The moment of inertia (\( \boldsymbol{I} \) ) is akin to mass in linear motion, but it applies to rotational motion. It quantifies an object's resistance to changes in its rotational speed. You can think of it as 'rotational inertia'. Each particle of the object contributes to the moment of inertia; the further the particle is from the axis of rotation, the more it contributes.In our example, the merry-go-round has a sizeable moment of inertia, representing how difficult it is to change its rotation speed. It's affected by both the mass distribution and the shape of the object. For the merry-go-round, which is likely circular and has mass evenly distributed, the value for the moment of inertia is provided.
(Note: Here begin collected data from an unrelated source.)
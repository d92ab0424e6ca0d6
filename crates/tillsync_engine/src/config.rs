//! Configuration for the sync engine and scheduler.

use std::time::Duration;
use tillsync_store::Table;

/// Configuration for sync runs.
#[derive(Debug, Clone)]
pub struct EngineConfig {
    /// Tables pulled on every run, in order.
    pub tables: Vec<Table>,
    /// Interval between automatic runs.
    pub interval: Duration,
}

impl EngineConfig {
    /// Creates the default configuration: all business tables, 15 s interval.
    #[must_use]
    pub fn new() -> Self {
        Self {
            tables: Table::ALL.to_vec(),
            interval: Duration::from_secs(15),
        }
    }

    /// Restricts the pulled tables.
    #[must_use]
    pub fn with_tables(mut self, tables: Vec<Table>) -> Self {
        self.tables = tables;
        self
    }

    /// Sets the automatic run interval.
    #[must_use]
    pub fn with_interval(mut self, interval: Duration) -> Self {
        self.interval = interval;
        self
    }
}

impl Default for EngineConfig {
    fn default() -> Self {
        Self::new()
    }
}
//! Durable key-value settings, including the sync watermarks.

use crate::record::Table;
use std::collections::BTreeMap;

/// Config key holding the remote endpoint URL.
pub const ENDPOINT_KEY: &str = "api_url";

/// Returns the config key holding a table's sync watermark.
#[must_use]
pub fn watermark_key(table: Table) -> String {
    format!("last_sync_{}", table.name())
}

/// In-memory view of the config table.
///
/// Config reads and writes never mirror to the outbox; settings are local to
/// this replica.
#[derive(Debug, Default)]
pub struct ConfigMap {
    values: BTreeMap<String, serde_json::Value>,
}

impl ConfigMap {
    /// Creates an empty config map.
    #[must_use]
    pub fn new() -> Self {
        Self::default()
    }

    /// Returns the value stored under `key`.
    #[must_use]
    pub fn get(&self, key: &str) -> Option<&serde_json::Value> {
        self.values.get(key)
    }

    /// Stores `value` under `key`, replacing any previous value.
    pub fn set(&mut self, key: impl Into<String>, value: serde_json::Value) {
        self.values.insert(key.into(), value);
    }

    /// Returns the configured remote endpoint, if usable.
    ///
    /// An endpoint is usable when it is a non-empty `http(s)` URL and not the
    /// placeholder shipped in fresh installs.
    #[must_use]
    pub fn endpoint(&self) -> Option<&str> {
        self.get(ENDPOINT_KEY)
            .and_then(|v| v.as_str())
            .filter(|url| {
                (url.starts_with("http://") || url.starts_with("https://"))
                    && !url.contains("YOUR_SCRIPT_ID")
            })
    }

    /// Returns a table's sync watermark in ms, defaulting to 0.
    #[must_use]
    pub fn watermark(&self, table: Table) -> i64 {
        self.get(&watermark_key(table))
            .and_then(|v| v.as_i64())
            .unwrap_or(0)
    }

    /// Advances a table's watermark.
    ///
    /// Watermarks are monotonically non-decreasing; a stale value is ignored.
    /// Returns the watermark now in effect.
    pub fn advance_watermark(&mut self, table: Table, millis: i64) -> i64 {
        let current = self.watermark(table);
        let next = current.max(millis);
        self.set(watermark_key(table), serde_json::Value::from(next));
        next
    }

    /// Iterates over all settings.
    pub fn iter(&self) -> impl Iterator<Item = (&String, &serde_json::Value)> {
        self.values.iter()
    }
}

#[cfg(test)]
mod tests {
    use super::*;
    use serde_json::json;

    #[test]
    fn endpoint_requires_http_url() {
        let mut config = ConfigMap::new();
        assert_eq!(config.endpoint(), None);

        config.set(ENDPOINT_KEY, json!(""));
        assert_eq!(config.endpoint(), None);

        config.set(ENDPOINT_KEY, json!("ftp://example.com"));
        assert_eq!(config.endpoint(), None);

        config.set(ENDPOINT_KEY, json!("https://script.example/YOUR_SCRIPT_ID/exec"));
        assert_eq!(config.endpoint(), None);

        config.set(ENDPOINT_KEY, json!("https://sync.example.com/api"));
        assert_eq!(config.endpoint(), Some("https://sync.example.com/api"));
    }

    #[test]
    fn watermark_defaults_to_zero() {
        let config = ConfigMap::new();
        assert_eq!(config.watermark(Table::Sales), 0);
    }

    #[test]
    fn watermark_never_goes_backwards() {
        let mut config = ConfigMap::new();
        assert_eq!(config.advance_watermark(Table::Sales, 1000), 1000);
        assert_eq!(config.advance_watermark(Table::Sales, 500), 1000);
        assert_eq!(config.advance_watermark(Table::Sales, 2000), 2000);
        assert_eq!(config.watermark(Table::Sales), 2000);
    }

    #[test]
    fn watermarks_are_per_table() {
        let mut config = ConfigMap::new();
        config.advance_watermark(Table::Products, 111);
        assert_eq!(config.watermark(Table::Products), 111);
        assert_eq!(config.watermark(Table::Customers), 0);
        assert_eq!(watermark_key(Table::DeliveryPoints), "last_sync_delivery-points");
    }
}
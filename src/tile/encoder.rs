//! PNG tile encoder.
//!
//! Tiles are layered over base maps, so output is always PNG with an alpha
//! channel. The encoder owns no state; the drawing surface it consumes is
//! scoped by the caller and released on every exit path.

use std::io::Cursor;

use bytes::Bytes;
use image::codecs::png::PngEncoder;
use image::{ExtendedColorType, ImageEncoder, ImageReader, RgbaImage};

use crate::error::TileError;

/// Encodes RGBA buffers into PNG byte streams.
#[derive(Debug, Clone, Default)]
pub struct PngTileEncoder {}

impl PngTileEncoder {
    pub fn new() -> Self {
        Self {}
    }

    /// Encode a drawn buffer.
    ///
    /// # Errors
    ///
    /// Returns [`TileError::Encode`] when the PNG stream cannot be written;
    /// the caller logs and abandons the response rather than retrying.
    pub fn encode(&self, image: &RgbaImage) -> Result<Bytes, TileError> {
        let mut out = Vec::new();
        let encoder = PngEncoder::new(&mut out);
        encoder
            .write_image(
                image.as_raw(),
                image.width(),
                image.height(),
                ExtendedColorType::Rgba8,
            )
            .map_err(|e| TileError::Encode {
                message: e.to_string(),
            })?;
        Ok(Bytes::from(out))
    }

    /// Encode a fully transparent tile of the given size.
    ///
    /// Used as the pre-built substitute whenever a query matches nothing.
    pub fn blank(&self, width: u32, height: u32) -> Result<Bytes, TileError> {
        self.encode(&RgbaImage::new(width.max(1), height.max(1)))
    }
}
//! Optional overlays: uncertainty circles and highlight rings.
//!
//! Overlays are best-effort. The service fetches their data separately and
//! treats an upstream failure as "skip this overlay", so the functions here
//! only ever draw.

use tracing::debug;

use crate::index::source::PointCount;
use crate::query::bbox::Envelope;
use crate::query::transform::CrsTransformer;

use super::canvas::{rgba, PixelMapper, RasterCanvas};

/// Colour for uncertainty circles.
pub const UNCERTAINTY_COLOUR: u32 = 0x4169E1;

/// Fill opacity inside an uncertainty circle.
const UNCERTAINTY_FILL_OPACITY: f32 = 0.15;

/// One group of coordinates sharing an uncertainty radius.
#[derive(Debug, Clone, PartialEq)]
pub struct UncertaintyGroup {
    /// Uncertainty radius in metres (already capped by the caller)
    pub radius_metres: f64,
    pub points: Vec<PointCount>,
}

/// Draw uncertainty circles for every radius group.
///
/// `metres_per_pixel` converts record radii into pixel radii for this view.
/// All groups share the caller's single max-circle-buffered envelope, so
/// circles straddling the tile edge are not clipped away.
pub fn draw_uncertainty_circles(
    canvas: &mut RasterCanvas,
    mapper: &PixelMapper,
    to_native: &CrsTransformer,
    native_view: &Envelope,
    groups: &[UncertaintyGroup],
    metres_per_pixel: f64,
) {
    if metres_per_pixel <= 0.0 {
        return;
    }

    let fill = rgba(UNCERTAINTY_COLOUR, UNCERTAINTY_FILL_OPACITY);
    let ring = rgba(UNCERTAINTY_COLOUR, 1.0);

    for group in groups {
        let radius = (group.radius_metres / metres_per_pixel).round().max(1.0) as i32;
        for point in &group.points {
            if !native_view.contains_point(point.x, point.y) {
                continue;
            }
            let (px, py) = match to_native.inverse(point.x, point.y) {
                Ok((tx, ty)) => mapper.to_pixel_i32(tx, ty),
                Err(e) => {
                    debug!(x = point.x, y = point.y, error = %e, "skipping unprojectable point");
                    continue;
                }
            };
            if !canvas.in_drawable_range(px, py, radius) {
                continue;
            }
            canvas.fill_circle(px, py, radius, fill);
            canvas.stroke_circle(px, py, radius, ring);
        }
    }
}

/// Draw highlight rings around the given points, overlaid last.
///
/// Rings are unfilled so the highlighted points keep their bucket colour.
pub fn draw_highlight_rings(
    canvas: &mut RasterCanvas,
    mapper: &PixelMapper,
    to_native: &CrsTransformer,
    native_view: &Envelope,
    points: &[PointCount],
    point_radius_px: u32,
    colour: u32,
) {
    let ring_colour = rgba(colour, 1.0);
    let radius = point_radius_px as i32 + 2;

    for point in points {
        if !native_view.contains_point(point.x, point.y) {
            continue;
        }
        let (px, py) = match to_native.inverse(point.x, point.y) {
            Ok((tx, ty)) => mapper.to_pixel_i32(tx, ty),
            Err(e) => {
                debug!(x = point.x, y = point.y, error = %e, "skipping unprojectable point");
                continue;
            }
        };
        if !canvas.in_drawable_range(px, py, radius) {
            continue;
        }
        canvas.stroke_circle(px, py, radius, ring_colour);
    }
}
//! Tile service: the engine's front door.
//!
//! `TileService` orchestrates the full pipeline for one request:
//!
//! 1. Parse the request surface into a typed [`TileRequest`]
//! 2. Project the buffered bbox into the index's native reference
//! 3. Select the coordinate-rounding resolution
//! 4. Atomically look up or populate the point-data cache
//! 5. Rasterise points / density grid plus optional overlays
//! 6. Encode the buffer as PNG
//!
//! A query matching nothing yields the pre-built blank tile. Failures in the
//! optional overlays degrade to "skip this overlay"; everything else maps to
//! the typed error taxonomy for the consuming HTTP layer.

use std::collections::HashMap;
use std::sync::Arc;
use std::sync::Mutex as StdMutex;

use bytes::Bytes;
use tracing::{debug, warn};

use crate::config::EngineConfig;
use crate::error::{CacheError, IndexError, RequestError, TileError};
use crate::index::engine::{PointSourceEngine, PointSourceResult};
use crate::index::source::{OccurrenceIndex, OccurrenceQuery};
use crate::legend::Legend;
use crate::query::bbox::Envelope;
use crate::query::env::{parse_colour, CacheMode, ColourMode, EnvStyle};
use crate::query::resolution::ResolutionLevel;
use crate::query::store::QueryStore;
use crate::query::transform::{query_envelope, CrsTransformer, NATIVE_SRID};
use crate::render::canvas::{PixelMapper, RasterCanvas};
use crate::render::overlay::{
    draw_highlight_rings, draw_uncertainty_circles, UncertaintyGroup,
};
use crate::render::points::{draw_density_layers, draw_point_buckets};

use super::cache::{CacheKey, CachedTile, PointDataCache, TileScope};
use super::encoder::PngTileEncoder;

/// Ring colour for the highlight overlay.
pub const HIGHLIGHT_COLOUR: u32 = 0xFF0000;

/// Default outline colour when the request enables outlining without one.
pub const DEFAULT_OUTLINE_COLOUR: u32 = 0x000000;

/// Approximate metres per degree of latitude, for uncertainty radii.
const METRES_PER_DEGREE: f64 = 111_320.0;

/// Largest accepted tile edge, in pixels.
const MAX_TILE_DIMENSION: u32 = 4096;

// =============================================================================
// Request Surface
// =============================================================================

/// Raw request parameters as the HTTP layer hands them over.
#[derive(Debug, Clone, Default)]
pub struct TileParams {
    /// Query text; defaults to match-all
    pub q: Option<String>,

    /// Opaque reference to a stored query, resolved via the parameter store
    pub qid: Option<String>,

    /// Filter clauses
    pub filters: Vec<String>,

    /// `minx,miny,maxx,maxy` in the target reference
    pub bbox: String,

    /// Target spatial reference, e.g. `EPSG:3857`; empty means the native
    /// reference
    pub srs: String,

    /// Tile pixel width
    pub width: u32,

    /// Tile pixel height
    pub height: u32,

    /// Style descriptor (`color:...;size:...;...`)
    pub env: String,

    /// Outline drawn points
    pub outline: bool,

    /// Outline colour as `RRGGBB`
    pub outline_colour: Option<String>,

    /// Cache mode: `on`, `off` or default
    pub cache: Option<String>,
}

/// A fully parsed and validated tile request.
#[derive(Debug, Clone)]
pub struct TileRequest {
    /// The layer query (never carries viewport bounds)
    pub query: OccurrenceQuery,

    /// Requested bbox in the target reference
    pub bbox: Envelope,

    /// Target spatial reference id
    pub srid: u32,

    pub width: u32,
    pub height: u32,

    pub style: EnvStyle,

    /// Outline colour when outlining is enabled
    pub outline: Option<u32>,

    pub cache_mode: CacheMode,
}

impl TileRequest {
    /// Parse the raw request surface.
    ///
    /// Stored-query references (`qid`) are resolved separately by
    /// [`TileService::resolve`], which has access to the parameter store.
    pub fn parse(params: &TileParams) -> Result<Self, RequestError> {
        let bbox = Envelope::parse(&params.bbox)?;

        if params.width == 0
            || params.height == 0
            || params.width > MAX_TILE_DIMENSION
            || params.height > MAX_TILE_DIMENSION
        {
            return Err(RequestError::InvalidDimensions {
                width: params.width,
                height: params.height,
            });
        }

        let srid = parse_srid(&params.srs)?;
        let style = EnvStyle::parse(&params.env)?;

        let outline = if params.outline {
            Some(match &params.outline_colour {
                Some(colour) => parse_colour(colour)?,
                None => DEFAULT_OUTLINE_COLOUR,
            })
        } else {
            None
        };

        let mut query =
            OccurrenceQuery::new(params.q.clone().unwrap_or_else(|| "*:*".to_string()));
        query.filters = params.filters.clone();

        Ok(Self {
            query,
            bbox,
            srid,
            width: params.width,
            height: params.height,
            style,
            outline,
            cache_mode: CacheMode::parse(params.cache.as_deref().unwrap_or("")),
        })
    }
}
However, calculating the moment of inertia for other shapes involves integrating over the object's volume, considering the distribution of mass relative to the axis of rotation.

Why It Matters

When we analyze our system trying to conserve angular momentum, the moment of inertia is the rotational equivalent to mass in Newton's second law (\( \boldsymbol{F=ma} \) ). Hence, when the boy starts running and begins rotating around the merry-go-round, his motion impacts the rotational speed of the system, which is wholly dependent on the system's moment of inertia.

Tangential Velocity

Tangential velocity (\( \boldsymbol{v} \) ) is the linear velocity of an object moving along a circular path. It's the speed at which a point on the circumference of the rotation is travelling, always directed perpendicular to the radius at that point – hence 'tangential'. It's directly proportional to the rotational speed (angular velocity) and the radius of the path the object is following.To connect this to our example, once the merry-go-round's angular velocity is known, we can calculate the tangential velocity at any point on its edge. The closer to the center, the slower the tangential velocity; the farther from the center, the faster. This change happens because while all points on a rotating body have the same angular velocity, their tangential velocities differ due to their varying distances from the center.

Practical Implication

In the problem, we are asked to find the boy's speed relative to the merry-go-round. We must consider the tangential velocity because although the boy is moving linearly relative to the ground, he is moving along a tangential path relative to the merry-go-round. Hence, we need to calculate the tangential velocity of the merry-go-round's surface at the boy's location to get the boy's relative speed. Such a concept is not only essential in physics problems but also in understanding real-world scenarios, like the take-off speed needed for an airplane considering the Earth's rotation.